▸ **EXERCISE AIM**
Look through the material that follows and show every line with the string "notify".

▸ **RECORDS FOR PROCESSING**
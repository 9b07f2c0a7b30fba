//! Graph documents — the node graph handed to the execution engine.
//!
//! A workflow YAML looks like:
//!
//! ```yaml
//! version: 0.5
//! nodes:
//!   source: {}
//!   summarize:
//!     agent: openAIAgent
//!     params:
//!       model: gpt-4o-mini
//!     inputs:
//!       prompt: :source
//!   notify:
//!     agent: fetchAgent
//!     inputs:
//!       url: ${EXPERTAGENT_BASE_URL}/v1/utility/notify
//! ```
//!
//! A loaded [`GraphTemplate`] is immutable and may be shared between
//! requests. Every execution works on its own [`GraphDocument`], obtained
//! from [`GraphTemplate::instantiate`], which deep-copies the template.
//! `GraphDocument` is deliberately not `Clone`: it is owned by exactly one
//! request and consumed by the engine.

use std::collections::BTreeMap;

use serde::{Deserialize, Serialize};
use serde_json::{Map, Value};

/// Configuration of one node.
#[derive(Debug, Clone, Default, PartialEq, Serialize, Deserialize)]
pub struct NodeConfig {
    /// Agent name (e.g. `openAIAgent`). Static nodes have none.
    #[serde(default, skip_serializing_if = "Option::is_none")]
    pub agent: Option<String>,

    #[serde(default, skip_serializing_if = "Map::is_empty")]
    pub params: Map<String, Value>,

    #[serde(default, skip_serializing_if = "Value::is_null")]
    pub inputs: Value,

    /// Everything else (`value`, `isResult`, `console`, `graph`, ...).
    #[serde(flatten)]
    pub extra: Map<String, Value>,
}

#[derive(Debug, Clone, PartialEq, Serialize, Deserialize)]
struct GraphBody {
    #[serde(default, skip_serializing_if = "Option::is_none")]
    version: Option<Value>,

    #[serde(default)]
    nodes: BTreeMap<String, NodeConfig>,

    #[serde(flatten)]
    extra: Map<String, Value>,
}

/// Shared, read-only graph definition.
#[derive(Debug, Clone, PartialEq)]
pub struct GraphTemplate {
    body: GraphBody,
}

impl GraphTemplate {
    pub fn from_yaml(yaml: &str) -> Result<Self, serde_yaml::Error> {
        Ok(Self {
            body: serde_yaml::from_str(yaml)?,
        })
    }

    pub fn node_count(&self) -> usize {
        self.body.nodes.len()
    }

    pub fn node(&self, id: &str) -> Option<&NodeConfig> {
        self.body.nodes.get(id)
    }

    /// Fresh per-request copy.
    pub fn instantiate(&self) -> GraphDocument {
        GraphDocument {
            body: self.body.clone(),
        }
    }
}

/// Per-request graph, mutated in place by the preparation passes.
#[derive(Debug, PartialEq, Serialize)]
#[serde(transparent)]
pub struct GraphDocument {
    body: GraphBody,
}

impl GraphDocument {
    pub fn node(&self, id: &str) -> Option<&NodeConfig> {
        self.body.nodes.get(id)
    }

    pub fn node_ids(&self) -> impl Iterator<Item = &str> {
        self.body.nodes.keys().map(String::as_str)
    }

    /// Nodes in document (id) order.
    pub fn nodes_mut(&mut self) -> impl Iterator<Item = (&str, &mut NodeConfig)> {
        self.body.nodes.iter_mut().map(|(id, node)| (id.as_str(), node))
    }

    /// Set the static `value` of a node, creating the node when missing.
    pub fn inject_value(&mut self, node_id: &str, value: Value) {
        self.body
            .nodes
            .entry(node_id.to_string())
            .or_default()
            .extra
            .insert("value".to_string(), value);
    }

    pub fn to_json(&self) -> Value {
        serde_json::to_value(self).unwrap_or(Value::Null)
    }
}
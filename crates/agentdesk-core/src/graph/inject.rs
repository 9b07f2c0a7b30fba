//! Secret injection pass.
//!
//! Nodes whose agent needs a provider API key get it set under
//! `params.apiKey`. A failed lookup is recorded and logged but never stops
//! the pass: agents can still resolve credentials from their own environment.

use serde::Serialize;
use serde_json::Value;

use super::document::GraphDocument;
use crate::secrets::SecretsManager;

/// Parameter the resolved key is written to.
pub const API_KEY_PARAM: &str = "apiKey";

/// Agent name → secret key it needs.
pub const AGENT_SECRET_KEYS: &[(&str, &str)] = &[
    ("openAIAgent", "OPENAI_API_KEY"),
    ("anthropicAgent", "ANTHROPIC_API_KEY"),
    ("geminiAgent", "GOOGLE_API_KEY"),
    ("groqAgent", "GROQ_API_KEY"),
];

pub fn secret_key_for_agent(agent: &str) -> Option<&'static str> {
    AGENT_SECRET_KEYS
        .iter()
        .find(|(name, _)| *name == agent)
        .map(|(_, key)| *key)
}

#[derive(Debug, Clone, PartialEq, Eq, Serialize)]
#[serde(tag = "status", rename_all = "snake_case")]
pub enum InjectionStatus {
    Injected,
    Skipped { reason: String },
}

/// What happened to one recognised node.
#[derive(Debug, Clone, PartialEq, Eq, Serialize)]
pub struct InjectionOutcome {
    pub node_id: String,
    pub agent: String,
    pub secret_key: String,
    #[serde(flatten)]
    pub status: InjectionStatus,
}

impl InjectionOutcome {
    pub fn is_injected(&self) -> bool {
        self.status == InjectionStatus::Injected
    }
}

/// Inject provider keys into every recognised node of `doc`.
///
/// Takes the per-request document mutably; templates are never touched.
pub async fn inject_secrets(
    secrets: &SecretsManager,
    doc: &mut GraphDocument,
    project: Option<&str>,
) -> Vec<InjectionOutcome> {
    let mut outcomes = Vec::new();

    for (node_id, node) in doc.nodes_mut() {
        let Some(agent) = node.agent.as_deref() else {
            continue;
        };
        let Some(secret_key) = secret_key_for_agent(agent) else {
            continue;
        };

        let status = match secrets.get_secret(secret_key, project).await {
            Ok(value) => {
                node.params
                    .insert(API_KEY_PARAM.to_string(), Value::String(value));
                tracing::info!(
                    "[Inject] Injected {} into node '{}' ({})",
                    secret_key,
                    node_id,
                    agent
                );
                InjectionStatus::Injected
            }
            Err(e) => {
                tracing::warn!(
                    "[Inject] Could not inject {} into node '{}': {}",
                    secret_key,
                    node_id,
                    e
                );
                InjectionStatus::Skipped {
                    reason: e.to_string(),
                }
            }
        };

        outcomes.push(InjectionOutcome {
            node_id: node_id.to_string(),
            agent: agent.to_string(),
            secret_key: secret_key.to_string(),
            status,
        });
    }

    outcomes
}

▸ **SOLUTION BELOW**
//!   notify:
//!       url: ${EXPERTAGENT_BASE_URL}/v1/utility/notify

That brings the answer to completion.